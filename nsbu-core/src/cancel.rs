//! Cooperative cancellation for a running conversion

use std::sync::Arc;
use std::sync::atomic::{AtomicBool, Ordering};

/// Shared flag polled by the extractor row walks.
///
/// Clones observe the same flag, so a watchdog can hold one clone and trip it
/// while the job holds another.
#[derive(Debug, Clone, Default)]
pub struct CancellationToken(Arc<AtomicBool>);

impl CancellationToken {
    pub fn new() -> Self {
        Self::default()
    }

    pub fn cancel(&self) {
        self.0.store(true, Ordering::Relaxed);
    }

    pub fn is_cancelled(&self) -> bool {
        self.0.load(Ordering::Relaxed)
    }
}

Prompt ▸ Exact reproduction is required. Give the lines of the data from its first line through the line containing "pub struct CancellationToken(Arc<AtomicBool>);", and no others.

Response to this exercise ▸
filename nsbu-core/src/cancel.rs
//! Cooperative cancellation for a running conversion

use std::sync::Arc;
use std::sync::atomic::{AtomicBool, Ordering};

/// Shared flag polled by the extractor row walks.
///
/// Clones observe the same flag, so a watchdog can hold one clone and trip it
/// while the job holds another.
#[derive(Debug, Clone, Default)]
pub struct CancellationToken(Arc<AtomicBool>);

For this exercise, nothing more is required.